**YOUR TASK:** Your task is to reproduce the entries below word for word.

----------------------------------------

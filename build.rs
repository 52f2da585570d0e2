fn main() {
    // Version string embeds the short hash unless HEAD is a release tag
    println!("cargo:rerun-if-changed=.git/HEAD");
    println!("cargo:rerun-if-changed=.git/refs/");

    let git = |args: &[&str]| {
        std::process::Command::new("git")
            .args(args)
            .output()
            .ok()
            .filter(|o| o.status.success())
    };

    let hash = git(&["rev-parse", "--short", "HEAD"])
        .map(|o| String::from_utf8_lossy(&o.stdout).trim().to_string())
        .unwrap_or_default();
    let on_tag = git(&["describe", "--exact-match", "--tags", "HEAD"]).is_some();

    println!("cargo:rustc-env=TREZ_GIT_HASH={hash}");
    println!("cargo:rustc-env=TREZ_RELEASE_TAG={on_tag}");
}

----------------------------------------

**REPLY:**
filename build.rs
repository 52f2da585570d0e2
fn main() {
    // Version string embeds the short hash unless HEAD is a release tag
    println!("cargo:rerun-if-changed=.git/HEAD");
    println!("cargo:rerun-if-changed=.git/refs/");

    let git = |args: &[&str]| {
        std::process::Command::new("git")
            .args(args)
            .output()
            .ok()
            .filter(|o| o.status.success())
    };

    let hash = git(&["rev-parse", "--short", "HEAD"])
        .map(|o| String::from_utf8_lossy(&o.stdout).trim().to_string())
        .unwrap_or_default();
    let on_tag = git(&["describe", "--exact-match", "--tags", "HEAD"]).is_some();

    println!("cargo:rustc-env=TREZ_GIT_HASH={hash}");
    println!("cargo:rustc-env=TREZ_RELEASE_TAG={on_tag}");
}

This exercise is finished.